→ WHAT TO WORK ON:
In the data below, how many lines include the word "BufReader"? Give only the number.

→ TASK INPUT:
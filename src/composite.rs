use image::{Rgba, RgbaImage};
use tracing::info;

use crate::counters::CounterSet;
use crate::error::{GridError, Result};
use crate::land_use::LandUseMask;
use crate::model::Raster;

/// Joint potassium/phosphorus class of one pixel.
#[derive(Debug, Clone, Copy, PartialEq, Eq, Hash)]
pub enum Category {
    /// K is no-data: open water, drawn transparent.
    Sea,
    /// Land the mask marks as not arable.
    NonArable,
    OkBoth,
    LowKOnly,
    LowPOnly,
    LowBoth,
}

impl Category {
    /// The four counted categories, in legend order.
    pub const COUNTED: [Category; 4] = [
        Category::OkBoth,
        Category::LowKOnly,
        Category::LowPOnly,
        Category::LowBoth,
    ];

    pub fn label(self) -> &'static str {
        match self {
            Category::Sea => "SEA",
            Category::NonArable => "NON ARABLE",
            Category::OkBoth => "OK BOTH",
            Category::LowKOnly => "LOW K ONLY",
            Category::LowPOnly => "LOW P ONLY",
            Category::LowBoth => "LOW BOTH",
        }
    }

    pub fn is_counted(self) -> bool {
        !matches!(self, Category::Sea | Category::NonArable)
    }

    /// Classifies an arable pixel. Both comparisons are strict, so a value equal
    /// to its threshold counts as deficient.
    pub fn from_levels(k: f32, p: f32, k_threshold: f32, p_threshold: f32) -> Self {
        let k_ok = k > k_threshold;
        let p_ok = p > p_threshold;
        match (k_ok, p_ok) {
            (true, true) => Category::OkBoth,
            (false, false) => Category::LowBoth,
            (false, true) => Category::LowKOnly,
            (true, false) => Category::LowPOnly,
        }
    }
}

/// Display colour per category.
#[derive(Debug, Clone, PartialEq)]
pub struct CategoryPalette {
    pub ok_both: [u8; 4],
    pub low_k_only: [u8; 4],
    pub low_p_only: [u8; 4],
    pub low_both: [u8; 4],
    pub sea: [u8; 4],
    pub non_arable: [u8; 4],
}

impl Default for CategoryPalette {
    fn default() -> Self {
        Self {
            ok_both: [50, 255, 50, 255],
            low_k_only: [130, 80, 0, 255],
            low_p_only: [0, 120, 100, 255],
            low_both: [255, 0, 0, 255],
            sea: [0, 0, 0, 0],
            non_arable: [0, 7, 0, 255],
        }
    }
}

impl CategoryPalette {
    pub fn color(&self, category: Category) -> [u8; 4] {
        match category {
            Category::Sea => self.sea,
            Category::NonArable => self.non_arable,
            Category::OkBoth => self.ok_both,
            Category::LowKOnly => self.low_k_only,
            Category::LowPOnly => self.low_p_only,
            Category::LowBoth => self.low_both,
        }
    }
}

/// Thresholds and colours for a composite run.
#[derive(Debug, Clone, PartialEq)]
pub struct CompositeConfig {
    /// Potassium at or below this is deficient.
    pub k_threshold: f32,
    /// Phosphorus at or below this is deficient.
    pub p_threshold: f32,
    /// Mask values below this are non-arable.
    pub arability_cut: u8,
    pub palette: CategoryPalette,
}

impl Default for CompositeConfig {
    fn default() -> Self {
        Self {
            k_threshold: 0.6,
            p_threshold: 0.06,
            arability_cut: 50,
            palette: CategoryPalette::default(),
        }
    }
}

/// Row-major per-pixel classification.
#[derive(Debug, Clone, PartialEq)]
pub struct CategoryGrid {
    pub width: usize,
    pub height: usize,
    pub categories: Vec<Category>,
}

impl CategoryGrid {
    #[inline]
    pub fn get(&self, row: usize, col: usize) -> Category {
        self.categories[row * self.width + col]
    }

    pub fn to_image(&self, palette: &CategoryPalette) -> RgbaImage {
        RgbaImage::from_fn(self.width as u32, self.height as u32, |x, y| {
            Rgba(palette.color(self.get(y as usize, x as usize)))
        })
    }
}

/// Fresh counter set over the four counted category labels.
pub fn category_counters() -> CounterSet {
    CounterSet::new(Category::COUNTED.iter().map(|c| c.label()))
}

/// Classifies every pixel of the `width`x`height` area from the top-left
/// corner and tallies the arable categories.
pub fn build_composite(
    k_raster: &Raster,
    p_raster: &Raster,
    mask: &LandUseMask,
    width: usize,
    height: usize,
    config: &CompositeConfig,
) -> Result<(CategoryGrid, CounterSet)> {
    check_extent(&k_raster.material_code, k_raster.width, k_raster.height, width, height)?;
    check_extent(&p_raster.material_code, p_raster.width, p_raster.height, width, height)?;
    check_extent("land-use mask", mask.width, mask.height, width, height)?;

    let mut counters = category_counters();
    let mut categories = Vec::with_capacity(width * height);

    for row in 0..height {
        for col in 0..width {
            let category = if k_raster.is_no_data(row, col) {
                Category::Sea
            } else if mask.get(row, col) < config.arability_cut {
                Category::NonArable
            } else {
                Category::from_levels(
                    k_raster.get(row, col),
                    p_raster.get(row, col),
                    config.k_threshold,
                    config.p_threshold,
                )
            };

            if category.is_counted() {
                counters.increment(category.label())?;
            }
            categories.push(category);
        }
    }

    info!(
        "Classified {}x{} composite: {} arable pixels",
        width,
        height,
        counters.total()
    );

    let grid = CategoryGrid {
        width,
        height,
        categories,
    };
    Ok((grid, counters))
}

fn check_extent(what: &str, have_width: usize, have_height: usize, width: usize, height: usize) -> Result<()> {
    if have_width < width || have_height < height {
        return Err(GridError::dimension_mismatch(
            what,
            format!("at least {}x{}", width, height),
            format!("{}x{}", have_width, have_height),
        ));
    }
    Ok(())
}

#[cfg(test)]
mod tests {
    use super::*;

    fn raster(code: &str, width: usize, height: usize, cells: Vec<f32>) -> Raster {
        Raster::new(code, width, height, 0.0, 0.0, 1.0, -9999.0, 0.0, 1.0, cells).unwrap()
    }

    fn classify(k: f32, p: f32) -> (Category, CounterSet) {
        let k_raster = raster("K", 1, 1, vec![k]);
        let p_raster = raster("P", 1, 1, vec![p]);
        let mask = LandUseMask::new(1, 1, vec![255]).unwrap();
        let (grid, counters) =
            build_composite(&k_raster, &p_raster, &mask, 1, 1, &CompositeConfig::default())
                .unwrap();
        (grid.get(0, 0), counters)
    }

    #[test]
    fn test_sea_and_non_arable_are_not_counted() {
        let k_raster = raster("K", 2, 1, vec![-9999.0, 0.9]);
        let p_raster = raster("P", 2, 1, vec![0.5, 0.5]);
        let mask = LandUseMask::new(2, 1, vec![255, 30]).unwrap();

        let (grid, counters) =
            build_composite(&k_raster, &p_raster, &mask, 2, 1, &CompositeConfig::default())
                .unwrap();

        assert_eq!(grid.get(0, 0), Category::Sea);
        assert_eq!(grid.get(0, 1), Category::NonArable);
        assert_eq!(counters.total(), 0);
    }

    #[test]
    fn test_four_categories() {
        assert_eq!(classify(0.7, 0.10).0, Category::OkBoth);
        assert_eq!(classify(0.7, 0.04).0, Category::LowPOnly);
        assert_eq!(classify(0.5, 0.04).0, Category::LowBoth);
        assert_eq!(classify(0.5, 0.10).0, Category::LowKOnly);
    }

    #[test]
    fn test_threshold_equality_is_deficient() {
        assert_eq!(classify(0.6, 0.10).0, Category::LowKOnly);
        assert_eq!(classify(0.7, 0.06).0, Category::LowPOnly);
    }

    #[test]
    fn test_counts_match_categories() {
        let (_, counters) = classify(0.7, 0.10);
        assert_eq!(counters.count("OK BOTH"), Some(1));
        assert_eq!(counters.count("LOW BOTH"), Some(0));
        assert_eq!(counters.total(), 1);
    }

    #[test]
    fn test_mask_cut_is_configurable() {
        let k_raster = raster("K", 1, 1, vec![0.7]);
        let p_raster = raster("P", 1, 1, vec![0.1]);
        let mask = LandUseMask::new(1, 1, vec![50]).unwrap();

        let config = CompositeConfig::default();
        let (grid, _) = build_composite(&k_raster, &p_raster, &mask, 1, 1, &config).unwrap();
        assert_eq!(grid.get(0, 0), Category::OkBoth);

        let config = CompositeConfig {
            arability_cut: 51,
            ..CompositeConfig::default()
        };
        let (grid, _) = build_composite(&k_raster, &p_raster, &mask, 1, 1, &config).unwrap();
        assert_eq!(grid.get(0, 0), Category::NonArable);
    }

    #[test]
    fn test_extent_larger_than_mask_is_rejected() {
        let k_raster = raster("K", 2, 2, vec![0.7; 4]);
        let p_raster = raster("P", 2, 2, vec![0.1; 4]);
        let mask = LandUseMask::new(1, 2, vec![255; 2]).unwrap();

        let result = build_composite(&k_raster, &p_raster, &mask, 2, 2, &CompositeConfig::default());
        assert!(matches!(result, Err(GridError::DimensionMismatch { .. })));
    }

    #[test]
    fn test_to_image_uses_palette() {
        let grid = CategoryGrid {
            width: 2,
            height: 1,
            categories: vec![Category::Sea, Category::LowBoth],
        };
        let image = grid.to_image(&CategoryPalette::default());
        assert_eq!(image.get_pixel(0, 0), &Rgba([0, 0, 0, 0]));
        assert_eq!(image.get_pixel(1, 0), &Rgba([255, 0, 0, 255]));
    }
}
--
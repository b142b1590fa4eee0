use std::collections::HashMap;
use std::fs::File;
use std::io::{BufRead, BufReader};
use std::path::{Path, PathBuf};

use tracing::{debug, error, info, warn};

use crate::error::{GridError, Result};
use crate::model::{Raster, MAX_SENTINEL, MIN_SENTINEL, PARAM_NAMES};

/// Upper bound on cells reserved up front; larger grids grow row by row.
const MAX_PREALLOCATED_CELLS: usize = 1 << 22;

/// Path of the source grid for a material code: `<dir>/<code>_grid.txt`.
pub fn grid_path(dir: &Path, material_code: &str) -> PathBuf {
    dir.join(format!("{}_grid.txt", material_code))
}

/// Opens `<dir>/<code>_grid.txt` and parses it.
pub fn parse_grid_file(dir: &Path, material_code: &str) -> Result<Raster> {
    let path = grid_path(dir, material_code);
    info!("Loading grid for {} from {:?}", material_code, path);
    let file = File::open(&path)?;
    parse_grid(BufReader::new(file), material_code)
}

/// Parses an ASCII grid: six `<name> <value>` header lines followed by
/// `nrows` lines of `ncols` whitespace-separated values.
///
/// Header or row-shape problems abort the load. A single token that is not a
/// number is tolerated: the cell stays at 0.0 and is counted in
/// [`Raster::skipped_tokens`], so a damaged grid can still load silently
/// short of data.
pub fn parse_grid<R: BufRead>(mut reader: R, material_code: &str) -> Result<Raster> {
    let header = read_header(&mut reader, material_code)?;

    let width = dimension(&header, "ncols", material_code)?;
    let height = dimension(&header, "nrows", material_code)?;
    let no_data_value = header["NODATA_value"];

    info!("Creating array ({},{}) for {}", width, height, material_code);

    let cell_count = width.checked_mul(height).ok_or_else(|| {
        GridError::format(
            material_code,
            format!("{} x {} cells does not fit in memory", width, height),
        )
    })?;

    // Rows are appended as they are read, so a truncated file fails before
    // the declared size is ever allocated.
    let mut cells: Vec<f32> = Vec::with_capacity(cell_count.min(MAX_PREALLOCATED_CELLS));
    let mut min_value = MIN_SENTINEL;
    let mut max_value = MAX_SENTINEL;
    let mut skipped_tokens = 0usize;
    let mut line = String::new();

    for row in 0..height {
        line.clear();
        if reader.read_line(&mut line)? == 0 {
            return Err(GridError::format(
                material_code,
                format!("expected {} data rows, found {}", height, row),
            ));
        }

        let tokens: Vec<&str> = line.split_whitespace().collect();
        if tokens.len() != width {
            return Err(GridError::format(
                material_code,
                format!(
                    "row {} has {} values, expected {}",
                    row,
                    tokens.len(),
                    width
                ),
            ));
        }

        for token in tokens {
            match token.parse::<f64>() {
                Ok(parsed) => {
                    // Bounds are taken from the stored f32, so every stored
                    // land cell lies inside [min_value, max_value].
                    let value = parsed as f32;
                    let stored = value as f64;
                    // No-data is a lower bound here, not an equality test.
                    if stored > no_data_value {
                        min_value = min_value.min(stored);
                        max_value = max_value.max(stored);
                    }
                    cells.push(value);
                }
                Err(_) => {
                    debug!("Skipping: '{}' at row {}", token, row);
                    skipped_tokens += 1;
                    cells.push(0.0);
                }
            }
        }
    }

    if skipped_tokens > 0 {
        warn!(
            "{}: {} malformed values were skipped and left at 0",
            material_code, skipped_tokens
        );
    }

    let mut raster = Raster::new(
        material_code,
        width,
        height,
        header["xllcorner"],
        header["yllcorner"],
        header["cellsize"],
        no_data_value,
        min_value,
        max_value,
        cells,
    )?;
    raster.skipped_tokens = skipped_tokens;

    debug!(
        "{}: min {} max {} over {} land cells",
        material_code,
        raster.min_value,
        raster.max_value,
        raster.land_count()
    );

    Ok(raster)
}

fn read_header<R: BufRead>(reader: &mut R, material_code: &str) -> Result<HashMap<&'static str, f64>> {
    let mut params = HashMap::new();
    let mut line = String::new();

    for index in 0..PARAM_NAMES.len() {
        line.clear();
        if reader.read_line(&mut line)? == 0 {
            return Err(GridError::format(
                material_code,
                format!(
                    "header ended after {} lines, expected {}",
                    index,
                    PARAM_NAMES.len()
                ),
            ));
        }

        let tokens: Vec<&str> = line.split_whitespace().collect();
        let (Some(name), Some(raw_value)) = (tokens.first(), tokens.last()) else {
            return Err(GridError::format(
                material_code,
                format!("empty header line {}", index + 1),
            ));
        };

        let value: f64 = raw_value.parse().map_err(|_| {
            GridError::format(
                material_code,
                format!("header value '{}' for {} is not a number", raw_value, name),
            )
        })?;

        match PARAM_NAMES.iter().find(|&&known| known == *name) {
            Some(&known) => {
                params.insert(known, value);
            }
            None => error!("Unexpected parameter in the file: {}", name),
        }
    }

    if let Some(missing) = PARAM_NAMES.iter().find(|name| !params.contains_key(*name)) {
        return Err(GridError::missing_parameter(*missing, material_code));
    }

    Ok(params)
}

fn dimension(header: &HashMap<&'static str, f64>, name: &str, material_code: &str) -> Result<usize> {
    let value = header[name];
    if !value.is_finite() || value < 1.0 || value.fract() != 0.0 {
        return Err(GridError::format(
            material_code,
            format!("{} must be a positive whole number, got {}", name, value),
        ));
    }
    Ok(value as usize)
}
--
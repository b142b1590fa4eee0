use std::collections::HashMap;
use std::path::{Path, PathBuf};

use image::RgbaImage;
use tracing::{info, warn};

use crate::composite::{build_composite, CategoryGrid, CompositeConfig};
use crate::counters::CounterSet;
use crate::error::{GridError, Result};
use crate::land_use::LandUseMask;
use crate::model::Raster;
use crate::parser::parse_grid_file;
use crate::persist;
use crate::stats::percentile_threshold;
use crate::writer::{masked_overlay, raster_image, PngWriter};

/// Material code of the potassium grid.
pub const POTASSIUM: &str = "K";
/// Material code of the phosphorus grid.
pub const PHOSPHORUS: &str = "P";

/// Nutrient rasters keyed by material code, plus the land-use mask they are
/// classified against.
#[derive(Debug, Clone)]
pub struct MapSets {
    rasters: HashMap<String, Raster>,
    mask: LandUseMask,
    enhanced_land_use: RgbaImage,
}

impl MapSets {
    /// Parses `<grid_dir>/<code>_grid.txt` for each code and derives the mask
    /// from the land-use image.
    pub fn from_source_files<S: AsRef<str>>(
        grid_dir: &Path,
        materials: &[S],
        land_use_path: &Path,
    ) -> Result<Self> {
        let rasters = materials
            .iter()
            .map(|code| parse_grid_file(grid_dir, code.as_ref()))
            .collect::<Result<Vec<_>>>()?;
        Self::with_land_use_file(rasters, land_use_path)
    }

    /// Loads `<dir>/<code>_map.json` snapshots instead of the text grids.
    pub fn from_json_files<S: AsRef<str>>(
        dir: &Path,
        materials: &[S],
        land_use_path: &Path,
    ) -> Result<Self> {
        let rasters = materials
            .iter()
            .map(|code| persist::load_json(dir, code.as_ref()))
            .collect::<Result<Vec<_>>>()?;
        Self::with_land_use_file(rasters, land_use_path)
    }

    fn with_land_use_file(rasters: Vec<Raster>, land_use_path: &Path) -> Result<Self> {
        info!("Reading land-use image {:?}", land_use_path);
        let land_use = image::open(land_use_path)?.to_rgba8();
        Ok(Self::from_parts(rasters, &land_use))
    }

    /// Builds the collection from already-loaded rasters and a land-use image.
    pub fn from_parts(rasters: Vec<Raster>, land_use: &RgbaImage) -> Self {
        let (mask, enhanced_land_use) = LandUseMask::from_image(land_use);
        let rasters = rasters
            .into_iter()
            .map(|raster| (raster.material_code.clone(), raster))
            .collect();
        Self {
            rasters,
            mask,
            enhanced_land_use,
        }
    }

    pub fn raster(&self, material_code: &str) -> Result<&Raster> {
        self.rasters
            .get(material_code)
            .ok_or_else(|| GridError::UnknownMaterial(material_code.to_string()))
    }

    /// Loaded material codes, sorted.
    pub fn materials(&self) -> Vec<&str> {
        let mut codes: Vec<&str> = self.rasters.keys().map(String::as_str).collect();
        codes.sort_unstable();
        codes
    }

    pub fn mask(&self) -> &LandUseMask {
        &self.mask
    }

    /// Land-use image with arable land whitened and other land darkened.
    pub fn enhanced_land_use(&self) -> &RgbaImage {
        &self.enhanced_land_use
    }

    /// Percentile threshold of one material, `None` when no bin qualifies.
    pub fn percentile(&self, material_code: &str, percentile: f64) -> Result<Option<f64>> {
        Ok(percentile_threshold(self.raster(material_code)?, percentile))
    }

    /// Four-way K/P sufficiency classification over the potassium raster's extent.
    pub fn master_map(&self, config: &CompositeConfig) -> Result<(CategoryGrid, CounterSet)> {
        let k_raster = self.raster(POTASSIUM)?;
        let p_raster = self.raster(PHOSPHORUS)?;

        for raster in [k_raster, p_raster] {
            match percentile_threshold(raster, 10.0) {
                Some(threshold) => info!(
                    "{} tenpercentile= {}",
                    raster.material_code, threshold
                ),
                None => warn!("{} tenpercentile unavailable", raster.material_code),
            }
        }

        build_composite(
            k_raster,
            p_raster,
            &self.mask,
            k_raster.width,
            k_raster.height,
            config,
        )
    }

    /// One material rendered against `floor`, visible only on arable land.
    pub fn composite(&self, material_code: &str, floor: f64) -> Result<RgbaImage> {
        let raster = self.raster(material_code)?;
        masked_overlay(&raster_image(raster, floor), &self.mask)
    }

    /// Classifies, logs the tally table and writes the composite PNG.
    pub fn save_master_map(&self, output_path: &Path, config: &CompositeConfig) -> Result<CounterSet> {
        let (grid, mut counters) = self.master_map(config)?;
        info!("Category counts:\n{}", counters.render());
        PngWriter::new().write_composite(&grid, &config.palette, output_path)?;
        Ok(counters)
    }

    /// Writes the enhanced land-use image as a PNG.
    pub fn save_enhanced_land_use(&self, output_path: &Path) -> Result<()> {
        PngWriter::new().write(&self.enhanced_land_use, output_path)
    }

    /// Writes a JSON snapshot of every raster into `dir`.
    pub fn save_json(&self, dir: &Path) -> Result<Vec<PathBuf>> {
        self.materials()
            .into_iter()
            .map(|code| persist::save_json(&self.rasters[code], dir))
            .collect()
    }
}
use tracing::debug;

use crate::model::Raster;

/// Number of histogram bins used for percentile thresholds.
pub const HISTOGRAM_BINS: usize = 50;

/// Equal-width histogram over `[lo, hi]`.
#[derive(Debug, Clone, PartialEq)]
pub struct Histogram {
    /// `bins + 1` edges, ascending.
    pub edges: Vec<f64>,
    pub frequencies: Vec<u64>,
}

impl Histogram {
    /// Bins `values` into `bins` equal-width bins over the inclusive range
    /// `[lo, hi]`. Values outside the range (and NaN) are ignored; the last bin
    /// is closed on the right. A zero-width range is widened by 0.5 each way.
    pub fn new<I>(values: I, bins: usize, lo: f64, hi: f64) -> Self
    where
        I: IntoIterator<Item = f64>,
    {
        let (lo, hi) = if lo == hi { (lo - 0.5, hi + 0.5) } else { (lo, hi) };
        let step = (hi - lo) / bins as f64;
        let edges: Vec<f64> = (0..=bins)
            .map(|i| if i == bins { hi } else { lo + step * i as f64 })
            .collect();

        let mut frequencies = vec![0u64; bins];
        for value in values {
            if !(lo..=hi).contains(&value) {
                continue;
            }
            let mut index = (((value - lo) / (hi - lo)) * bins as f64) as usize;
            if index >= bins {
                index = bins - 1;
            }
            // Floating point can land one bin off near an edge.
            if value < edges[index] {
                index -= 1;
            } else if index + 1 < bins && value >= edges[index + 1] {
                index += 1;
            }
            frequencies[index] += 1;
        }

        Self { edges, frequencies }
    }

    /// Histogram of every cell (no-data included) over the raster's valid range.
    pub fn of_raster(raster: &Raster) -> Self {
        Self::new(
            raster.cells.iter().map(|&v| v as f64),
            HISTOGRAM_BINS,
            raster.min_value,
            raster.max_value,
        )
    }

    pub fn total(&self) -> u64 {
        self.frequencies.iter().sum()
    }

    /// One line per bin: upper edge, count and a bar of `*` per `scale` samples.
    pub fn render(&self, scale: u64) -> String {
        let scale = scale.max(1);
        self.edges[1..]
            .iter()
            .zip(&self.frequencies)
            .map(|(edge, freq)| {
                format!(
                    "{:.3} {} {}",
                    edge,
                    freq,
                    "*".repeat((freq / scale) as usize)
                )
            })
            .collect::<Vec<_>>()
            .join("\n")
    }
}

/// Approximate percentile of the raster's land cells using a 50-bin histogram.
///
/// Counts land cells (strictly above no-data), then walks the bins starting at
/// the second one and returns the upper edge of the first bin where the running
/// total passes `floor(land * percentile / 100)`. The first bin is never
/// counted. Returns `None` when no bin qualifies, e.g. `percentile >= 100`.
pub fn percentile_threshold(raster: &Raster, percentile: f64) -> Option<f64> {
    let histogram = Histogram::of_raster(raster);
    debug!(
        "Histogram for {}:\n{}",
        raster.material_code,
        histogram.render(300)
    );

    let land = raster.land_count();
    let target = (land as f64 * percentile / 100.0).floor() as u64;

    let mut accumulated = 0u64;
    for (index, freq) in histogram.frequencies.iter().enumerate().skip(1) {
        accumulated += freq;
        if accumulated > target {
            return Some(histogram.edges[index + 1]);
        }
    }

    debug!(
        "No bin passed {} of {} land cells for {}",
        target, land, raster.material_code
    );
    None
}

→ RESPONSE TO THE TASK:
2